Rain B.
First, let me digress. It must be hard to be a beautiful and accomplished actress Ann Curtis these days. You show up in a fabulous party, dressed up like a goddess, and smile like everyone is there to see you. But they weren't. They were ignoring you. Everyone was looking at BB Gandanghari, dressed in red and black gown. Yep, even those cute Angelos, trying to entertain the crowd, were all eyes at BB. I was in the table next to her, so I knew how people simply swirled around her, ignoring jall those other actors, editors and fashion model.
The party was the Velvet Oscar Night last Friday at the Ayala Museum. They practically invited everyone in the media and entertainment industry. Wines overflowed, much to my delight. And that was the only thing good that night. The rest was boring – pretension at its best. Everyone left hurriedly to the next party, which in our case was the Radio Partners Party where DJ Mojo Jojo was one of the hosts.
That was such a sharp contrast to the Ipanema Giselle Bundchen Collection Bloggers Launch we attended at the Le Souffle the night before. The Victorina Council was invited and we came in full force. Yes, there was food and wine and fashion show and music. But the energy was more real, and the people more attractive.
My friend Noel, a TV Director, declined the invitation to Ipanema saying it was a harried PR night. Well, dude, it was nothing like that. It felt like a gathering of friends.

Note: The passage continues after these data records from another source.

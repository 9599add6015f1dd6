//! Combinators that build generative functions from other generative functions

pub mod hidden;
pub mod unfold;

pub use self::hidden::{Hidden, HiddenTrace};
pub use self::unfold::{Unfold, VectorTrace};

pub mod prelude {
    pub use super::hidden::{Hidden, HiddenTrace};
    pub use super::unfold::{Unfold, VectorTrace};
}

It was Rodes Fishburne of San Francisco Chronicles who captured the power of blogging very clearly. He said, "The truth is blogs are nothing more than one of our oldest known communication forms: the letter. Think of blogs as personal letters, and letters as conversations, and you've grasped blogs' immediacy and power. Blogs have become so popular so quickly because they are personality driven. We all have access to the same machine now, the Internet, thus advantage is won by using personality, not broadcasting apparatus."
So when someone like, say KC Concepcion, says on national TV that she loves this shampoo. Her message will be taken as what it really is – a commercial endorsement. It is not an expression of her personality. And people nowadays have become so information-driven and tech-savvy that they can smell a fake statement a mile away.
But when a simple blogger, like mugen, writes that he is not a fashion expert but he liked Ipanema because of its environmental advocacy, it has something that brings people to believe – honesty.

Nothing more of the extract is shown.